* **ASSIGNMENT**:
Tally the lines in the data that follows that include the word "quantity", and report nothing but the total.

* **RECORDS SUPPLIED**:
------------------------------------------------------------------------

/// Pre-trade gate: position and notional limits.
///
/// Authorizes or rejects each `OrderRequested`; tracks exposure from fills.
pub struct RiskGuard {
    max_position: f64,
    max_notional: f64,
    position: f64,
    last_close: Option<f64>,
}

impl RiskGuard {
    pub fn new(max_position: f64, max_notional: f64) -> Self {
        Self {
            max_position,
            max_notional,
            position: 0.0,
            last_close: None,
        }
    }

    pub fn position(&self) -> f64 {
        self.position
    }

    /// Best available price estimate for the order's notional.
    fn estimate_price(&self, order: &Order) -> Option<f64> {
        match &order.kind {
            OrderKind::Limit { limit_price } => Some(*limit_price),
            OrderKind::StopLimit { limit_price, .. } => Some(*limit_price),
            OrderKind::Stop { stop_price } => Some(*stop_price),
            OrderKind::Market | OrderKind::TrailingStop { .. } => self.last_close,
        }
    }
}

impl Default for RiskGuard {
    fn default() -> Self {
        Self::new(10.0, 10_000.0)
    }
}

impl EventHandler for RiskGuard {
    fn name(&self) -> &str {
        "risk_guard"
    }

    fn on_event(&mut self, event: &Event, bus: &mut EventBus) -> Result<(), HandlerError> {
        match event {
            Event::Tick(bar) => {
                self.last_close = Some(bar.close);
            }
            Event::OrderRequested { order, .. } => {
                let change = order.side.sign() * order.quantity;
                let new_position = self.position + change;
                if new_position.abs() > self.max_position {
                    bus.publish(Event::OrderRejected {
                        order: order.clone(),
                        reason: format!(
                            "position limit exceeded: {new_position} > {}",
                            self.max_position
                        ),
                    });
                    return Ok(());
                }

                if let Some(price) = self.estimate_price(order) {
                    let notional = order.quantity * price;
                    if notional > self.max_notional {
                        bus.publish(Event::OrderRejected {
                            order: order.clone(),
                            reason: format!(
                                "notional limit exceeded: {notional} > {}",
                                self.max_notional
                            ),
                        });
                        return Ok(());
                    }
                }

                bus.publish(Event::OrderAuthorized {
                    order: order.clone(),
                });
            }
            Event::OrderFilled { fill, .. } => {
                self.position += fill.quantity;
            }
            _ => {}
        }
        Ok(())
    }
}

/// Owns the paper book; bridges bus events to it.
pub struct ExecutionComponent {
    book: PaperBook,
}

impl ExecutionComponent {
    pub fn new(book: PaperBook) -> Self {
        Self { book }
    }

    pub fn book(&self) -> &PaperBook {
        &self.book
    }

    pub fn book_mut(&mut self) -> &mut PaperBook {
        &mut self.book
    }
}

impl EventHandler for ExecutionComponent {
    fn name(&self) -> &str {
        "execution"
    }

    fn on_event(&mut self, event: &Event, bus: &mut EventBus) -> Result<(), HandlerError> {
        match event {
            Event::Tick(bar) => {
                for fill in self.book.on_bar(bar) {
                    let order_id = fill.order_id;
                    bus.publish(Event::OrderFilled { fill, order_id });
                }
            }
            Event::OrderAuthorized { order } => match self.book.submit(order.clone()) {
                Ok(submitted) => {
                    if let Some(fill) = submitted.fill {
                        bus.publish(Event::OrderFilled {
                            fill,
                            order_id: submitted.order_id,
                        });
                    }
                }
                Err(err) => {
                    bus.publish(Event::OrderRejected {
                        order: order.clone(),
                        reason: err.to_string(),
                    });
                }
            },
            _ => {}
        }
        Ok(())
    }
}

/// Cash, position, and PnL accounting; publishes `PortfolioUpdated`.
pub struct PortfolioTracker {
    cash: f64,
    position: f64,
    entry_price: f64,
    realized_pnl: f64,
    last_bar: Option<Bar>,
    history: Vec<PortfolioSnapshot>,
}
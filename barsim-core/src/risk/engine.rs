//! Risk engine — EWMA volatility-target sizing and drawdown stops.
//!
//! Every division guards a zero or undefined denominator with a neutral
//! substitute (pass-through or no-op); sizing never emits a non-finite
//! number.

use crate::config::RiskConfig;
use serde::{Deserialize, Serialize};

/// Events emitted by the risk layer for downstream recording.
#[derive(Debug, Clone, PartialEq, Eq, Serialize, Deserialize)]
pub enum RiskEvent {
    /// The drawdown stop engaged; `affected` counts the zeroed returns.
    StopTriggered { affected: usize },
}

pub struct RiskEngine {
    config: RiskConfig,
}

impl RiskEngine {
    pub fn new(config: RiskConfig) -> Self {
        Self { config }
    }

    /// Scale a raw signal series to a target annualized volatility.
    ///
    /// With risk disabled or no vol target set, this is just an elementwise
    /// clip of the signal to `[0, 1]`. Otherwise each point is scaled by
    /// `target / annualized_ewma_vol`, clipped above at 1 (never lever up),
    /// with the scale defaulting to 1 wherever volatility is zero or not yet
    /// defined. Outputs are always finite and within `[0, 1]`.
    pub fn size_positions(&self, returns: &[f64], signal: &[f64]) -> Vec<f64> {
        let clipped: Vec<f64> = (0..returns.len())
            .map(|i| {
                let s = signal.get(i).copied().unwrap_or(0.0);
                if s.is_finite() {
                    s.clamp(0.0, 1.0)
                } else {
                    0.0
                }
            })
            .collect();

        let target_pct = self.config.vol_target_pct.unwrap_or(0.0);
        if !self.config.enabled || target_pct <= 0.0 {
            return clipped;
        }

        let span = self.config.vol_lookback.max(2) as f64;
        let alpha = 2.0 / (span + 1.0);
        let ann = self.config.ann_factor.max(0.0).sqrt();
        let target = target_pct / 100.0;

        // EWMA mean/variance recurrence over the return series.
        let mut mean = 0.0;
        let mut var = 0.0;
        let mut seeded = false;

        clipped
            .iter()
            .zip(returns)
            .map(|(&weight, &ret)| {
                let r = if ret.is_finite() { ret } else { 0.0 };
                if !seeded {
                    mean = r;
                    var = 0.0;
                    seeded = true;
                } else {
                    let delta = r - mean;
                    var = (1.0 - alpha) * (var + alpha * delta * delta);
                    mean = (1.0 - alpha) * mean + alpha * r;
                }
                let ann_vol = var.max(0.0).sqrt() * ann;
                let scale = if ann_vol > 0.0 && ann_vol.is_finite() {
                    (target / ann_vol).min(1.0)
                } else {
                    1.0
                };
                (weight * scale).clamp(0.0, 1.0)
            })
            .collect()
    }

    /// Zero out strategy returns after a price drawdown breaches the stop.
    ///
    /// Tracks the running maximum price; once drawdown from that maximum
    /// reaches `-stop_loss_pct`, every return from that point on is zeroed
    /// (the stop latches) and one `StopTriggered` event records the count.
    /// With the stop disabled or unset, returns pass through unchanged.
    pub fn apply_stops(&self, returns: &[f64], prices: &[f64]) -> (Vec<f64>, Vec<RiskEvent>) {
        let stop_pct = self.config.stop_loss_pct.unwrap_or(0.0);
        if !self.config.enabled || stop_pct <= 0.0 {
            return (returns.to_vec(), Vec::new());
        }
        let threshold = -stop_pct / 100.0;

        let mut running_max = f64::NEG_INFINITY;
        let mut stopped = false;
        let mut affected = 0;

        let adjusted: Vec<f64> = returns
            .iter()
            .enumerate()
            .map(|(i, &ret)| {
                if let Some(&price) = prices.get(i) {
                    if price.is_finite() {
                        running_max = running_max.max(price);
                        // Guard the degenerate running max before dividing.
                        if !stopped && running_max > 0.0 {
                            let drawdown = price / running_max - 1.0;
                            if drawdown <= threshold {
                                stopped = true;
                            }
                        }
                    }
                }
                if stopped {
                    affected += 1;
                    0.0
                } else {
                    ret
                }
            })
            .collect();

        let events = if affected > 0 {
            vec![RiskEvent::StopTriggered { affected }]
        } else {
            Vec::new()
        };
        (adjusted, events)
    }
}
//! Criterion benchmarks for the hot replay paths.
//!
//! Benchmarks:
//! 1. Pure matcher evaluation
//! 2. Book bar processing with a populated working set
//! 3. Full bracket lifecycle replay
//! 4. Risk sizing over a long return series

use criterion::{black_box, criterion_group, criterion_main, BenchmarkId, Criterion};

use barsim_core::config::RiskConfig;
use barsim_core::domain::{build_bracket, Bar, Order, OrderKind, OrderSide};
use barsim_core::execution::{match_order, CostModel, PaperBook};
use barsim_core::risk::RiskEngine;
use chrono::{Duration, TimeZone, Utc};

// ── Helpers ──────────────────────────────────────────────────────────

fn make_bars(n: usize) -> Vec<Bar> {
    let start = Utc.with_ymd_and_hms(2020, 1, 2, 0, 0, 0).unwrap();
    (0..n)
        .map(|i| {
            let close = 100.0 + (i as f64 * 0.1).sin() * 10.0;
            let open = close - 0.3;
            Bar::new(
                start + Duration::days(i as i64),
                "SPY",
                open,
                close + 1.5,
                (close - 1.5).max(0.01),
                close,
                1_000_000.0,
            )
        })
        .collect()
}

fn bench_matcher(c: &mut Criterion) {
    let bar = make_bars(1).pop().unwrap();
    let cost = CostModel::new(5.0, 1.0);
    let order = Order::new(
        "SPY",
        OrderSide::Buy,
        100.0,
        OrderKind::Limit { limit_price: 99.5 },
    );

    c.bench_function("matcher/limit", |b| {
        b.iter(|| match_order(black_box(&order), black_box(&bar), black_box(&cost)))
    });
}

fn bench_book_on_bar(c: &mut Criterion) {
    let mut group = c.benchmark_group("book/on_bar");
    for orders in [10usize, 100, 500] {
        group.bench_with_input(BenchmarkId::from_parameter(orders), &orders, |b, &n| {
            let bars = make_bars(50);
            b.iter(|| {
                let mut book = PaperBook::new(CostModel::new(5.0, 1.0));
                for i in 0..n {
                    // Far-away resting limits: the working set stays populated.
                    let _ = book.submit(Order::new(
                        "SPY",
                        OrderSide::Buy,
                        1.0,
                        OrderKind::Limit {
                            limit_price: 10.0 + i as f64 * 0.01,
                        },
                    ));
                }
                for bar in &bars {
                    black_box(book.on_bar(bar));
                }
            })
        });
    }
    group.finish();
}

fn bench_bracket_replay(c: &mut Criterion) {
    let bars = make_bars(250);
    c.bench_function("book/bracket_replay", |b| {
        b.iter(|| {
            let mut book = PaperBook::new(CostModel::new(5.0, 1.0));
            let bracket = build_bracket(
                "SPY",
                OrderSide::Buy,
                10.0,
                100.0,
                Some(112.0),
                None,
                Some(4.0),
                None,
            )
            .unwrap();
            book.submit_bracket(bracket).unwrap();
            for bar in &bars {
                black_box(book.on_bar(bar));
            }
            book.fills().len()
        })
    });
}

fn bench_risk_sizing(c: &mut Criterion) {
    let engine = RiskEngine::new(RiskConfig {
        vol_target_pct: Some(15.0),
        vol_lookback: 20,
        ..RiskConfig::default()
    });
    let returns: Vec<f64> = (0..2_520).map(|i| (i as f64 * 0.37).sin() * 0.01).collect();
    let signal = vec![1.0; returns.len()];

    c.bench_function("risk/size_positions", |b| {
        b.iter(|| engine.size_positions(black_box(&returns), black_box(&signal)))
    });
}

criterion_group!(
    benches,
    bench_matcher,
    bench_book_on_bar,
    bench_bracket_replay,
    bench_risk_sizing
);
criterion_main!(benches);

------------------------------------------------------------------------

* **EXPECTED ANSWER**:
3